ABOUT THIS EXERCISE: Find the string "filename" in the entries and copy each line that has it.

Stored items:
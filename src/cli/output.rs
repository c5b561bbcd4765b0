//! Output formatting for CLI commands

use serde::Serialize;

/// Pretty JSON for payloads and reports
pub fn format_output<T: Serialize>(data: &T) -> String {
    serde_json::to_string_pretty(data).unwrap_or_else(|_| "{}".to_string())
}
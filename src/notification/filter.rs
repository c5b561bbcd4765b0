//! 事件过滤 - 决定一个构建事件是否值得通知

use super::event::{BuildEvent, BuildResult, BuildStage};
use super::policy::NotificationPolicy;

/// 判断是否发送通知
///
/// `previous` 必须是本次事件写入之前读到的上次结果。
pub fn should_notify(
    event: &BuildEvent,
    policy: &NotificationPolicy,
    previous: Option<BuildResult>,
) -> bool {
    match event.stage {
        BuildStage::Started => policy.report_on_start,
        BuildStage::Finished => {
            if !policy.report_only_failures {
                return true;
            }
            if event.is_failure() {
                return true;
            }
            policy.report_fixed_builds
                && event.is_success()
                && previous.map(|r| r.is_failure()).unwrap_or(false)
        }
    }
}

ANSWER TO THE PROBLEM:
filename src/cli/output.rs
filename src/notification/filter.rs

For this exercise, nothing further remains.